Thursday, June 2, 2011

The Red Shoes

I have avoided watching The Red Shoes (1948) for over a year now after a friend gifted me a copy. I avoided it for two years before that when I could have easily borrowed it from the same friend, I avoided it when I became fascinated with Kate Bush's album of the same title (saucy devil played by Miranda Richardson in the video), and I avoided it for several years before that when I still lived with my parents and TCM aired it repeatedly.

The fairytale, if you're not already aware, is horrific. No, scratch that. It's fucking horrific. Leave it to Hans Christian Andersen's warped imagination to scare the bejeezus out of you and make you want to cloud yourself in a pure, white veil, never looking in the mirror again, never wanting anything ever again but to be a good little girl and go to Heaven. In the fairytale, a selfish little girl, adopted by a rich woman after her mother dies, wants a pair of beautiful red dancing shoes. She gets them, and they take on a life of their own. They dance whether she wants to or not, and they never leave her feet. Night and day, rain or shine, they won't stop dancing. Eventually, the girl has her feet amputated (amputated! what kind of fairytale includes amputation?!?) but the shoes still do not stop--they continue to dance with her amputated feet inside them. Inside them.


Now, can you see why the childhood memory and imprinted visuals of this terrible tale has left me a bit anxious to see the film? But this is what happens when it's rainy and cold, when you've just set up your projector in a new apartment (which, of course, must be broken in with a visually fantastic movie), and when your friend comments on the "redness" of your apartment at the exact moment that you open the first box entitled "DVDs" and find The Red Shoes right on top, Moira Shearer's flawless en pointe staring back at you. This is what happens: you give in and watch the damn movie.

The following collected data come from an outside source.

impl<'a> DecisionEngine<'a> {
    pub fn new(config: &'a IndexingConfig, cache: &'a AnalysisCache) -> Self {
        Self { config, cache }
    }

    /// Run all four phases and validate the resulting report
    pub fn evaluate(&self, root: &DirectoryContext) -> Result<DecisionReport> {
        let mode = self.config.change_detection.indexing_mode;
        let mut report = DecisionReport::default();

        self.decide_files(root, mode, &mut report);
        self.decide_dir(root, mode, &mut report);
        self.scan_orphans(root, &mut report);
        self.propagate_cascades(root, &mut report);

        report.validate(root)?;
        info!(
            "Decisions: {} files to analyze, {} directories to rebuild, {} deletions",
            report.files_to_analyze(),
            report.dirs_to_rebuild(),
            report.deletions.len()
        );
        Ok(report)
    }

    // ------------------------------------------------------------------
    // Phase 1: file-level decisions
    // ------------------------------------------------------------------

    fn decide_files(&self, dir: &DirectoryContext, mode: IndexingMode, report: &mut DecisionReport) {
        for file in &dir.files {
            let decision = if mode == IndexingMode::Full {
                RebuildDecision::new(
                    file.path.clone(),
                    RebuildOutcome::AnalyzeFile,
                    RebuildReason::ForcedRebuild,
                    "full mode".into(),
                )
            } else {
                let (fresh, detail) = self.cache.is_fresh(&file.path);
                if fresh {
                    RebuildDecision::new(
                        file.path.clone(),
                        RebuildOutcome::SkipFileCached,
                        RebuildReason::CacheFresh,
                        detail,
                    )
                } else {
                    let reason = match detail.as_str() {
                        "missing_cache" => RebuildReason::NewSource,
                        "source_newer" => RebuildReason::SourceNewerThanCache,
                        _ => RebuildReason::MissingCache,
                    };
                    RebuildDecision::new(
                        file.path.clone(),
                        RebuildOutcome::AnalyzeFile,
                        reason,
                        detail,
                    )
                }
            };
            debug!(
                "File {} -> {:?} ({:?})",
                file.path.display(),
                decision.outcome,
                decision.reason
            );
            report.files.insert(file.path.clone(), decision);
        }
        for sub in &dir.subdirs {
            self.decide_files(sub, mode, report);
        }
    }

    // ------------------------------------------------------------------
    // Phase 2: directory-level decisions, leaves first
    // ------------------------------------------------------------------

    fn decide_dir(
        &self,
        dir: &DirectoryContext,
        mode: IndexingMode,
        report: &mut DecisionReport,
    ) -> bool {
        let mut any_child_rebuild = false;
        for sub in &dir.subdirs {
            any_child_rebuild |= self.decide_dir(sub, mode, report);
        }

        // A directory with nothing processable never gets a knowledge
        // file; emitting one would make it perpetually stale.
        if !dir.has_content() {
            report.dirs.insert(
                dir.path.clone(),
                RebuildDecision::new(
                    dir.path.clone(),
                    RebuildOutcome::SkipDirectoryFresh,
                    RebuildReason::NoProcessableContent,
                    String::new(),
                ),
            );
            return false;
        }

        let forced = matches!(mode, IndexingMode::Full | IndexingMode::FullKbRebuild);
        let any_file_rebuild = dir.files.iter().any(|f| {
            report
                .files
                .get(&f.path)
                .map(|d| d.outcome == RebuildOutcome::AnalyzeFile)
                .unwrap_or(false)
        });

        let decision = if forced {
            let reason = if self.cache.mapper().is_handler_root(&dir.path) {
                RebuildReason::HandlerRoot
            } else {
                RebuildReason::ForcedRebuild
            };
            RebuildDecision::new(
                dir.path.clone(),
                RebuildOutcome::CreateDirectoryKb,
                reason,
                format!("{:?} mode", mode),
            )
        } else if any_file_rebuild || any_child_rebuild {
            RebuildDecision::new(
                dir.path.clone(),
                RebuildOutcome::CreateDirectoryKb,
                RebuildReason::CascadedFromChild,
                String::new(),
            )
        } else {
            let (stale, detail) = self.cache.is_knowledge_file_stale(dir);
            if stale {
                let reason = if detail == "missing_knowledge_file" {
                    RebuildReason::NewKnowledgeFile
                } else {
                    RebuildReason::SelfStale
                };
                RebuildDecision::new(
                    dir.path.clone(),
                    RebuildOutcome::CreateDirectoryKb,
                    reason,
                    detail,
                )
            } else {
                RebuildDecision::new(
                    dir.path.clone(),
                    RebuildOutcome::SkipDirectoryFresh,
                    RebuildReason::FreshAgainstConstituents,
                    detail,
                )
            }
        };

        debug!(
            "Dir {} -> {:?} ({:?})",
            dir.path.display(),
            decision.outcome,
            decision.reason
        );
        let rebuild = decision.outcome == RebuildOutcome::CreateDirectoryKb;
        report.dirs.insert(dir.path.clone(), decision);
        rebuild
    }

    // ------------------------------------------------------------------
    // Phase 3: orphan deletion, leaves first
    // ------------------------------------------------------------------

    fn scan_orphans(&self, root: &DirectoryContext, report: &mut DecisionReport) {
        let mapper = self.cache.mapper();
        let handler_out = mapper.handler_root_output();

        // Orphaned analysis artifacts and mirrored directories. Walking
        // contents-first lets a fully-orphaned directory swallow its files
        // into a single directory deletion.
        let mut orphan_dirs: Vec<PathBuf> = Vec::new();
        if handler_out.is_dir() {
            for entry in WalkDir::new(&handler_out)
                .contents_first(true)
                .into_iter()
                .filter_map(|e| e.ok())
            {
                let path = entry.path();
                if orphan_dirs.iter().any(|d| path.starts_with(d)) && path != handler_out {
                    continue;
                }
                if entry.file_type().is_file() {
                    let name = entry.file_name().to_string_lossy();
                    if name == ROOT_KNOWLEDGE_FILE {
                        continue;
                    }
                    if !name.ends_with(crate::paths::ANALYSIS_SUFFIX) {
                        continue;
                    }
                    let orphaned = match mapper.source_for_analysis(path) {
                        Ok(source) => !source.is_file(),
                        Err(_) => true,
                    };
                    if orphaned {
                        report.deletions.push(DeletionDecision {
                            target: path.to_path_buf(),
                            kind: DeletionKind::OrphanedAnalysis,
                            is_safe_to_delete: true,
                        });
                    }
                } else if entry.file_type().is_dir() && path != handler_out {
                    // The handler root itself is never deleted
                    let rel = match path.strip_prefix(&handler_out) {
                        Ok(r) => r,
                        Err(_) => continue,
                    };
                    let source_dir = mapper.source_root().join(rel);
                    let has_live_source = root
                        .find_dir(&source_dir)
                        .map(DirectoryContext::has_content)
                        .unwrap_or(false);
                    if !has_live_source {
                        // Swallow any file deletions already queued below
                        report.deletions.retain(|d| !d.target.starts_with(path));
                        report.deletions.push(DeletionDecision {
                            target: path.to_path_buf(),
                            kind: DeletionKind::OrphanedDirectory,
                            is_safe_to_delete: true,
                        });
                        orphan_dirs.push(path.to_path_buf());
                    }
                }
            }
        }

        // Orphaned knowledge files adjacent to vanished source directories
        for entry in WalkDir::new(mapper.source_root())
            .into_iter()
            .filter_entry(|e| e.path() != mapper.out_root())
            .filter_map(|e| e.ok())
        {
            if !entry.file_type().is_file() {
                continue;
            }
            let name = entry.file_name().to_string_lossy();
            let Some(dir_name) = name.strip_suffix(KNOWLEDGE_SUFFIX) else {
                continue;
            };
            if dir_name.is_empty() {
                continue;
            }
            let dir = entry.path().with_file_name(dir_name);
            let alive = root
                .find_dir(&dir)
                .map(DirectoryContext::has_content)
                .unwrap_or(false);
            if !alive {
                report.deletions.push(DeletionDecision {
                    target: entry.path().to_path_buf(),
                    kind: DeletionKind::OrphanedKnowledge,
                    is_safe_to_delete: true,
                });
            }
        }

        for deletion in &report.deletions {
            debug!("Orphan {:?}: {}", deletion.kind, deletion.target.display());
        }
    }

    // ------------------------------------------------------------------
    // Phase 4: cascade propagation
    // ------------------------------------------------------------------

    fn propagate_cascades(&self, root: &DirectoryContext, report: &mut DecisionReport) {
        // Leaves-first directory decisions already cascade through
        // immediate children; this pass closes the transitive gap for
        // ancestors decided before a deep descendant flipped.
        let rebuilt: Vec<PathBuf> = report
            .dirs
            .iter()
            .filter(|(_, d)| d.outcome == RebuildOutcome::CreateDirectoryKb)
            .map(|(p, _)| p.clone())
            .collect();

        for path in rebuilt {
            let mut current = path.as_path();
            while let Some(parent) = current.parent() {
                if !parent.starts_with(root.path.as_path()) || parent == current {
                    break;
                }
                if let Some(decision) = report.dirs.get_mut(parent) {
                    if decision.outcome == RebuildOutcome::SkipDirectoryFresh
                        && decision.reason != RebuildReason::NoProcessableContent
                    {
                        *decision = RebuildDecision::new(
                            parent.to_path_buf(),
                            RebuildOutcome::CreateDirectoryKb,
                            RebuildReason::CascadedFromChild,
                            format!("descendant {}", path.display()),
                        );
                    }
                }
                if parent == root.path {
                    break;
                }
                current = parent;
            }
        }
    }
}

For the first ten minutes I was terribly nervous, and for the next 123 we were completely entranced (at least, I was completely entranced, and being so entranced I could not accurately determine if he was also just as entranced--because I was, you know, entranced). The acting was dreamlike; I was surprised to find that Ms. Shearer made only a handful of appearances on film, this being her most well-known. The infamous dance sequence, the actual ballet performance of The Red Shoes, was the most beautiful, the most disturbing, the most colorfully stimulating, and quite possibly the most wonderfully artistic dance sequence on film I've ever seen (though Cyd Charisse and the green dress are still up there, artistic merit warranted or not). So comfortable is this film, all of its parts and players, within the realm of art, that sometimes you can't tell if you're watching a surrealist painting in the works, or a double exposure of a sunset and flame. Or perhaps you have truly just teleported to a world where color and movement are on a level of existence we could not have imagined- except Powell and Pressburger could. And did. In 1948.






I can't promise with as equal conviction that this film will change your life as a friend who has assured me that watching The Wire will change mine (this has yet to be confirmed, or even tested), but it certainly changed my perceptions of early dance films--namely, that they could be strange and daring without sacrificing any of the Technicolor pow! associated with 1940s and 1950s musicals. Instead, The Red Shoes takes the pow! to new and unexplored terrain, as if introducing it to its own potential. Powell and Pressburger were famous for being ahead of their time, and that is entirely apparent in The Red Shoes. The tragedy underlying this film is not how life imitates art, though Vicki's fate is pretty gruesome, but that P & P never touched the musical/dance genre again. Maybe there was just nothing left to do with it after Vicki lay broken and still.